== YOUR OBJECTIVE ==
For each line in the data below that holds "const", return a copy.

== SOURCE INFORMATION ==
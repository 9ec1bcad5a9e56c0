//! Names of the protected domain object classes.
//!
//! Resources are plain strings so that callers can pass whatever their
//! handler protects. Strings outside this list never match a catalog,
//! default or custom grant, which makes them admin-only.

/// Blog posts.
pub const POSTS: &str = "posts";
/// Post categories.
pub const CATEGORIES: &str = "categories";
/// Post tags.
pub const TAGS: &str = "tags";
/// Uploaded media.
pub const MEDIA: &str = "media";
/// User accounts.
pub const USERS: &str = "users";
/// Custom roles.
pub const ROLES: &str = "roles";
/// Site settings.
pub const SETTINGS: &str = "settings";
/// Navigation menus.
pub const MENUS: &str = "menus";
/// Static pages.
pub const PAGES: &str = "pages";
/// Traffic analytics.
pub const ANALYTICS: &str = "analytics";

/// Every resource known to the catalog.
pub const ALL: &[&str] = &[
    POSTS, CATEGORIES, TAGS, MEDIA, USERS, ROLES, SETTINGS, MENUS, PAGES, ANALYTICS,
];

/// Returns true if `name` is a known resource.
#[must_use]
pub fn is_known(name: &str) -> bool {
    ALL.contains(&name)
}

== TASK RESPONSE ==
pub const POSTS: &str = "posts";
pub const CATEGORIES: &str = "categories";
pub const TAGS: &str = "tags";
pub const MEDIA: &str = "media";
pub const USERS: &str = "users";
pub const ROLES: &str = "roles";
pub const SETTINGS: &str = "settings";
pub const MENUS: &str = "menus";
pub const PAGES: &str = "pages";
pub const ANALYTICS: &str = "analytics";
pub const ALL: &[&str] = &[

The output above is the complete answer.